EXERCISE AIM >> Your output should be the line with "the support fund." followed by every remaining line of the entries, reproduced exactly.

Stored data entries

┌────────

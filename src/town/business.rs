//! Business agents

use serde::{Deserialize, Serialize};

use crate::core::config::BusinessConfig;
use crate::core::types::{BusinessId, Position, Sector};

/// Size tier; determines the number of employee slots
#[derive(Clone, Copy, Debug, PartialEq, Eq, PartialOrd, Ord, Hash, Serialize, Deserialize)]
#[serde(rename_all = "snake_case")]
pub enum BusinessSize {
    Small,
    Medium,
    Large,
}

impl BusinessSize {
    pub const ALL: [BusinessSize; 3] = [BusinessSize::Small, BusinessSize::Medium, BusinessSize::Large];

    pub fn index(&self) -> usize {
        match self {
            BusinessSize::Small => 0,
            BusinessSize::Medium => 1,
            BusinessSize::Large => 2,
        }
    }

    /// Tier reached by an upgrade, if any
    pub fn next(&self) -> Option<BusinessSize> {
        match self {
            BusinessSize::Small => Some(BusinessSize::Medium),
            BusinessSize::Medium => Some(BusinessSize::Large),
            BusinessSize::Large => None,
        }
    }

    pub fn label(&self) -> &'static str {
        match self {
            BusinessSize::Small => "small",
            BusinessSize::Medium => "medium",
            BusinessSize::Large => "large",
        }
    }
}

#[derive(Clone, Debug, PartialEq, Serialize, Deserialize)]
pub struct Business {
    pub id: BusinessId,
    pub position: Position,
    /// Fixed at creation
    pub sector: Sector,
    pub size: BusinessSize,
    pub base_productivity: f64,
    /// Infrastructure bonus recomputed every step
    pub productivity_multiplier: f64,
    pub revenue: f64,
    pub profit: f64,
    /// Headcount; founding staff are not linked to any household
    pub employees: u32,
    pub retained_earnings: f64,
    /// Policy grants available for hiring
    pub support_fund: f64,
}

impl Business {
    pub fn capacity(&self, config: &BusinessConfig) -> u32 {
        config.size_capacity[self.size.index()]
    }

    pub fn open_slots(&self, config: &BusinessConfig) -> u32 {
        self.capacity(config).saturating_sub(self.employees)
    }

    pub fn is_full(&self, config: &BusinessConfig) -> bool {
        self.open_slots(config) == 0
    }

    /// Revenue one worker brings in at the current multiplier.
    ///
    /// Revenue is linear in headcount, so this equals revenue / employees
    /// whenever there are employees, and stays defined when there are none.
    pub fn revenue_per_worker(&self, config: &BusinessConfig) -> f64 {
        self.base_productivity * config.revenue_per_worker.get(self.sector) * self.productivity_multiplier
    }

    pub fn can_expand(&self, config: &BusinessConfig) -> bool {
        self.revenue_per_worker(config) > config.expansion_threshold && !self.is_full(config)
    }

    /// Cost of moving to the next tier, or `None` for large businesses
    pub fn upgrade_cost(&self, config: &BusinessConfig) -> Option<f64> {
        self.size.next().map(|_| config.upgrade_cost[self.size.index()])
    }

    /// Spend `amount` from retained earnings first, then the support fund.
    ///
    /// Returns false and leaves both untouched if they cannot cover it together.
    pub fn pay(&mut self, amount: f64) -> bool {
        if self.retained_earnings + self.support_fund < amount {
            return false;
        }
        let from_earnings = amount.min(self.retained_earnings);
        self.retained_earnings -= from_earnings;
        self.support_fund -= amount - from_earnings;
        true
    }
}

└────────

ANSWER BOX >>
    /// Spend `amount` from retained earnings first, then the support fund.
    ///
    /// Returns false and leaves both untouched if they cannot cover it together.
    pub fn pay(&mut self, amount: f64) -> bool {
        if self.retained_earnings + self.support_fund < amount {
            return false;
        }
        let from_earnings = amount.min(self.retained_earnings);
        self.retained_earnings -= from_earnings;
        self.support_fund -= amount - from_earnings;
        true
    }
}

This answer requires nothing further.